→ Work required: The word "PeerSession" occurs in some lines of the data. Return each such line.

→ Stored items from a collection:
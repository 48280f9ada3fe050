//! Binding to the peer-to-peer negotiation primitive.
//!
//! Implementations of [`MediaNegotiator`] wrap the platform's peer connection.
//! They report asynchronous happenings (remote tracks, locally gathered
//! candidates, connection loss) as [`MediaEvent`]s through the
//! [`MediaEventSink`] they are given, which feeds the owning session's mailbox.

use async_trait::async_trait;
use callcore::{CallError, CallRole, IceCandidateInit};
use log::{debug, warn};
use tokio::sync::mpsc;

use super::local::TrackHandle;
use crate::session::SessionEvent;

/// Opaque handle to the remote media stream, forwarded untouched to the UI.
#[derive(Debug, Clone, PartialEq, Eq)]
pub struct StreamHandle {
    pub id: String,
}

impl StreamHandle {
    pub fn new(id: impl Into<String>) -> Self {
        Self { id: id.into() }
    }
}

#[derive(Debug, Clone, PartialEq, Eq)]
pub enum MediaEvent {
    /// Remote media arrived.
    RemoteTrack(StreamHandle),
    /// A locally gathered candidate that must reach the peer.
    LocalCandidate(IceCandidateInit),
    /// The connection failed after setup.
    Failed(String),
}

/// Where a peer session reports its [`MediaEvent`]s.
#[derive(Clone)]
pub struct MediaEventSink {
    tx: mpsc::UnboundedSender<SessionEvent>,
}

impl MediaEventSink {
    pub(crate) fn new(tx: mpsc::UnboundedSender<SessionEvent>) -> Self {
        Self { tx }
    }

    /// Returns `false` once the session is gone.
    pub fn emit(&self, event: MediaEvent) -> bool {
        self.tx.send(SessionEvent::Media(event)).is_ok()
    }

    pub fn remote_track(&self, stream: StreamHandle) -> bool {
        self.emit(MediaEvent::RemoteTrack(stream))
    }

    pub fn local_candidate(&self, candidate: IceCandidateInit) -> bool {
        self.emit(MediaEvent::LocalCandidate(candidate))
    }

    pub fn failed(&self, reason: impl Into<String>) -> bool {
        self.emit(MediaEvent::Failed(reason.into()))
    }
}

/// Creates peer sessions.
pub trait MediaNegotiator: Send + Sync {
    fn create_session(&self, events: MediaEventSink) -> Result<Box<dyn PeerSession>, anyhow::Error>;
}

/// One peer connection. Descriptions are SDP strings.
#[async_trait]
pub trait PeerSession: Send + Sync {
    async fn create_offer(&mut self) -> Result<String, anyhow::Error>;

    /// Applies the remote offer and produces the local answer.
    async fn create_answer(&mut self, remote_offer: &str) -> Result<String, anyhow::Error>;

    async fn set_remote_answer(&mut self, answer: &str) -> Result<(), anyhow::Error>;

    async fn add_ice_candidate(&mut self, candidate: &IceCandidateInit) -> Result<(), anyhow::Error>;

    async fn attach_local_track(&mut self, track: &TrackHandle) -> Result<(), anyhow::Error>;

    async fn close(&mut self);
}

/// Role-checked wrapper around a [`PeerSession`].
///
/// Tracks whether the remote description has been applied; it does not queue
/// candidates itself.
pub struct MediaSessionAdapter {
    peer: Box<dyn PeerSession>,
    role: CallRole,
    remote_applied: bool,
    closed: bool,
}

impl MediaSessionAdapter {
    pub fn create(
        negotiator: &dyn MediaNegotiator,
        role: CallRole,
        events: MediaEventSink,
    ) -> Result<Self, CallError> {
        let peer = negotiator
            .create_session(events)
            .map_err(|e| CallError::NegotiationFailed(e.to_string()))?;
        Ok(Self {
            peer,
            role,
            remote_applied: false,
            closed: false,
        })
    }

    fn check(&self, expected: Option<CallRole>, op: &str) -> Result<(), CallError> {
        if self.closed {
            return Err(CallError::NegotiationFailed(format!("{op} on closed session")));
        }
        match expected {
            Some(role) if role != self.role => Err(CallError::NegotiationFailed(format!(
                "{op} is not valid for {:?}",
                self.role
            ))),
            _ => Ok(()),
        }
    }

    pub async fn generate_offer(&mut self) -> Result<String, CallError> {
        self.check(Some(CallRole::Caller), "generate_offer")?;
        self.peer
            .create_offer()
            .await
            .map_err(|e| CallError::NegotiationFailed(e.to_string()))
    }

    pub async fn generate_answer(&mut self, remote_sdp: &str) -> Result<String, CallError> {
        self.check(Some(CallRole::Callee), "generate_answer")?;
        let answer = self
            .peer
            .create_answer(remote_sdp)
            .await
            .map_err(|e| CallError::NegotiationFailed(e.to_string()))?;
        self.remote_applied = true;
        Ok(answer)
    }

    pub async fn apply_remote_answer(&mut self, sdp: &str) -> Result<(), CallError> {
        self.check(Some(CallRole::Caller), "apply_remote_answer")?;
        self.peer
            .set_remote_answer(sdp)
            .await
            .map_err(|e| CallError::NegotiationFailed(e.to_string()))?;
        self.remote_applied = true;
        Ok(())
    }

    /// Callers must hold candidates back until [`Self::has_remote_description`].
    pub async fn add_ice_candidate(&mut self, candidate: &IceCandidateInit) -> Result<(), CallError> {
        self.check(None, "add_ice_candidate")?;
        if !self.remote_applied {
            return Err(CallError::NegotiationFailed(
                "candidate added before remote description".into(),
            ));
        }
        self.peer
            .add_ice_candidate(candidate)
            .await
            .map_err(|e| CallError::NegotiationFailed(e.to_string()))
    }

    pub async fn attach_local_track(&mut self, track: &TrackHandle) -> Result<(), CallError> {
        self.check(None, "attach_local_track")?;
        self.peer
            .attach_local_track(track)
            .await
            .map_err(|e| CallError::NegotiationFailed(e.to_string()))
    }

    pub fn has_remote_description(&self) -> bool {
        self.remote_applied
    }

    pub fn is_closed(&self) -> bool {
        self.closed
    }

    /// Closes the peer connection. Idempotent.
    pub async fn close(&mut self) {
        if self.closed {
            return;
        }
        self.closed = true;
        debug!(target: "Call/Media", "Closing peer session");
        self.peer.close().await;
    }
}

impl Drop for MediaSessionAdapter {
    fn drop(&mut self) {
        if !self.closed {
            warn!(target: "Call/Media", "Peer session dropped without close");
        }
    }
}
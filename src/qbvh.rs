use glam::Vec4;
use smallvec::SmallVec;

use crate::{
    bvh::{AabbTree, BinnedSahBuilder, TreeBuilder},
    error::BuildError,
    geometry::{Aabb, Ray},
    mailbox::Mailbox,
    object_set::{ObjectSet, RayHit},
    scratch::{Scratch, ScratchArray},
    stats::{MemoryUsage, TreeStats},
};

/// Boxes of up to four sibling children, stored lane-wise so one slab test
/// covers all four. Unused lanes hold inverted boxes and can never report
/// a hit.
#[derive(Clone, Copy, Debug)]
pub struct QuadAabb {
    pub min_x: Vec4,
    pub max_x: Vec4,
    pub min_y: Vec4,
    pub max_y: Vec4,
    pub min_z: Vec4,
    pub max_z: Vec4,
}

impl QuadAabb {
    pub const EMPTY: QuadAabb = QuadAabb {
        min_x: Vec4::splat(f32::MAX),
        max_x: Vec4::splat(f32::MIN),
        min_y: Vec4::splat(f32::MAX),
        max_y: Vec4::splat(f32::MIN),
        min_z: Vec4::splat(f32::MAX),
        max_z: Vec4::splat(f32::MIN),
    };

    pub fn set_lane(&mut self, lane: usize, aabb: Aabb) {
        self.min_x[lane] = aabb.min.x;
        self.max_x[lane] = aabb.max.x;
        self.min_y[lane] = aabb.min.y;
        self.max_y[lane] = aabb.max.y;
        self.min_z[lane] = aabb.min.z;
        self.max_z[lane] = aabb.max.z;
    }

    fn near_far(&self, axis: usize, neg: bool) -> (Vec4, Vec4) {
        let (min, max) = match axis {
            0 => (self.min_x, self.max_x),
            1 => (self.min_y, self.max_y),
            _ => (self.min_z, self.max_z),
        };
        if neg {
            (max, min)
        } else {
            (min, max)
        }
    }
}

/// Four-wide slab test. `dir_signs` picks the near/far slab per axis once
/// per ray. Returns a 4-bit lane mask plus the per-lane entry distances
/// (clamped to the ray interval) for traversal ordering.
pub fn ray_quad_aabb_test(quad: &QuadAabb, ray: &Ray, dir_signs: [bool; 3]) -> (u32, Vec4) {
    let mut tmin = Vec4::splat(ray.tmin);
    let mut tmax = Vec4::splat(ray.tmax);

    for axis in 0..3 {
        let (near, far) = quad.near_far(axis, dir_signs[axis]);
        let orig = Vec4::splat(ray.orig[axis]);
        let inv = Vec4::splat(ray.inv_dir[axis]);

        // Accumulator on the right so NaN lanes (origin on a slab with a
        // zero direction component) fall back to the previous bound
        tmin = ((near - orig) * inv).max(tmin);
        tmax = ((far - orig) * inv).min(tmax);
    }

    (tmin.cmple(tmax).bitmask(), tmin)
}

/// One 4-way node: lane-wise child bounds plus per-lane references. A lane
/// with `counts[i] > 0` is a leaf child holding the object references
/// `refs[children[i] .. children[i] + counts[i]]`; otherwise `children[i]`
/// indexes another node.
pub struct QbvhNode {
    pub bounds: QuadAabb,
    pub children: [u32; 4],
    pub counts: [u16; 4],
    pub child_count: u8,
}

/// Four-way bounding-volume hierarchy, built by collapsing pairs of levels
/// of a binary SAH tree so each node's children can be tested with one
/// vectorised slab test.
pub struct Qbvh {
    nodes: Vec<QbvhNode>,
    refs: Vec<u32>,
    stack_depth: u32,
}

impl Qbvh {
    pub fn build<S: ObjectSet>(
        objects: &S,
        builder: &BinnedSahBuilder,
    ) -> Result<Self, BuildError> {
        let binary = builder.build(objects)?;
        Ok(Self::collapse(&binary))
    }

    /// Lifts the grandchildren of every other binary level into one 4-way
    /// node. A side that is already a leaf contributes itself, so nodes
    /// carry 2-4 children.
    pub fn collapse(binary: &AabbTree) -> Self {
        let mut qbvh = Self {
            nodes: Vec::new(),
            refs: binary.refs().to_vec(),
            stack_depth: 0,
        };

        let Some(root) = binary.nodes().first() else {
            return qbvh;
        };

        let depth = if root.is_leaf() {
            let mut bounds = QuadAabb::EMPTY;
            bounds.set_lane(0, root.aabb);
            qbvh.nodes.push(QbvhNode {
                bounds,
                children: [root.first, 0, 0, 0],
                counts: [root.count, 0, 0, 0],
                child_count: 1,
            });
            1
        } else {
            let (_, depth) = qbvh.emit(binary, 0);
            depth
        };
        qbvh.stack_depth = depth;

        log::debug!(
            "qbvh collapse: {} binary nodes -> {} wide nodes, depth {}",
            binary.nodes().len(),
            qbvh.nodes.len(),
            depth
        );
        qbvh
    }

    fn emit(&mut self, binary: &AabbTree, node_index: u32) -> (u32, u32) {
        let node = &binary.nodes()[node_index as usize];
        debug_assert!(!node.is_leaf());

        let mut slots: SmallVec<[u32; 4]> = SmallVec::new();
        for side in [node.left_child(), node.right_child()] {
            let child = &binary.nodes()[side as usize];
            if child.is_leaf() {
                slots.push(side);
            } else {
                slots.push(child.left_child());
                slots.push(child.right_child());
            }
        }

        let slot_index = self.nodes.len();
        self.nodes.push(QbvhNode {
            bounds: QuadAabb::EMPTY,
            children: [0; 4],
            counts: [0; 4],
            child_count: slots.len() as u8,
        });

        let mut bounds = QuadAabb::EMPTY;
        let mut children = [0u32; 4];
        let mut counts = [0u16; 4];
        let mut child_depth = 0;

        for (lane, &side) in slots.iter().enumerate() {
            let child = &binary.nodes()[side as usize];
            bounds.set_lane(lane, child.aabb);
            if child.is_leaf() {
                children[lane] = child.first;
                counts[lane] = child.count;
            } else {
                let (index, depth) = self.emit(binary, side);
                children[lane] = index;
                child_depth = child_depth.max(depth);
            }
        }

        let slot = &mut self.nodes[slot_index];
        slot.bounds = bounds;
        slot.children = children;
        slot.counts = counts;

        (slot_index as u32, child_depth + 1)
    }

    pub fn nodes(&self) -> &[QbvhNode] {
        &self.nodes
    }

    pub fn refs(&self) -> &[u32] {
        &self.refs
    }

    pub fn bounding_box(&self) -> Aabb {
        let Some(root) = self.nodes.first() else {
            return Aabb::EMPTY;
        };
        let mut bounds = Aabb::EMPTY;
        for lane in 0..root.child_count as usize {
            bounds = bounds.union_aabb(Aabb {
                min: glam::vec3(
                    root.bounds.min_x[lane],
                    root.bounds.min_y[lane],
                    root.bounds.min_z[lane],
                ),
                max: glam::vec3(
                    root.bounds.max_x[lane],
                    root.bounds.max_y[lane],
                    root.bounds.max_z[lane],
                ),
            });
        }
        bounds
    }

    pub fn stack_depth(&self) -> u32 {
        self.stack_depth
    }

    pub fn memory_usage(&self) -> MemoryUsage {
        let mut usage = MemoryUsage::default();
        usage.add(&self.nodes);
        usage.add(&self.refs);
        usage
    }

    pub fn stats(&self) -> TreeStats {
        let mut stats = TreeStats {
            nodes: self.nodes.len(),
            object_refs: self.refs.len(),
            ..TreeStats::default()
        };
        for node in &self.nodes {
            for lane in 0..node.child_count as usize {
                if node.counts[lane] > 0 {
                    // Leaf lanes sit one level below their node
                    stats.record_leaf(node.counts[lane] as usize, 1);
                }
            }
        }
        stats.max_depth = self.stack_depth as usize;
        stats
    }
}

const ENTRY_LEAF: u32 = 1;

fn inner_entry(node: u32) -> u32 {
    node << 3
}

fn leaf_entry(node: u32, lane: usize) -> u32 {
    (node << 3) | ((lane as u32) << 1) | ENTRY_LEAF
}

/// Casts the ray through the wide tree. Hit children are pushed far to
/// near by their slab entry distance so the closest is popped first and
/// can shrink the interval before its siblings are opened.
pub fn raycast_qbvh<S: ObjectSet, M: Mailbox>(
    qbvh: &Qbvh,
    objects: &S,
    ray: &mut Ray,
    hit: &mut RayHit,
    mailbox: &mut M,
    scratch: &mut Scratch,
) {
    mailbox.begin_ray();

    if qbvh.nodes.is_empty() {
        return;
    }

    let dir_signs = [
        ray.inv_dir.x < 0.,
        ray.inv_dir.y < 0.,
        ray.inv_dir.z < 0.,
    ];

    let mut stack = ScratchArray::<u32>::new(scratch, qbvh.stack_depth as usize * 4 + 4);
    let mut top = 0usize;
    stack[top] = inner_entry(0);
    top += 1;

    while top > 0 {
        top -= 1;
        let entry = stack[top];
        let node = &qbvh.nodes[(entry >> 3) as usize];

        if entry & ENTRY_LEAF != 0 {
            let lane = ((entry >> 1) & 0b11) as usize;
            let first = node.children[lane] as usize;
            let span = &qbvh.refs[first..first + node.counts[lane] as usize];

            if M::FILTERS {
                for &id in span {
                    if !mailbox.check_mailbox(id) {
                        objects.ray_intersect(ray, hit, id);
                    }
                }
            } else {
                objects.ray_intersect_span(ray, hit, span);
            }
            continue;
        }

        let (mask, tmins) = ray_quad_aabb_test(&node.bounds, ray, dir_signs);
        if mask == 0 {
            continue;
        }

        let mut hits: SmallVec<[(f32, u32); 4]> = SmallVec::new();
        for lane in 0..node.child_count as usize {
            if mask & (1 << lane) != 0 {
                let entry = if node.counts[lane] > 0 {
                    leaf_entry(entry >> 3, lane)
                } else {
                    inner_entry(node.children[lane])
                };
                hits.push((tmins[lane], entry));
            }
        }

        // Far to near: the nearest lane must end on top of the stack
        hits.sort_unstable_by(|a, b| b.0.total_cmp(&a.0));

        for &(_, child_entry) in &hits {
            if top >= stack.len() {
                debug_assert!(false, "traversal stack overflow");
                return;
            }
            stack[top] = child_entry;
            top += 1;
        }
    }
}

→ Result:
    fn create_session(&self, events: MediaEventSink) -> Result<Box<dyn PeerSession>, anyhow::Error>;
pub trait PeerSession: Send + Sync {
/// Role-checked wrapper around a [`PeerSession`].
    peer: Box<dyn PeerSession>,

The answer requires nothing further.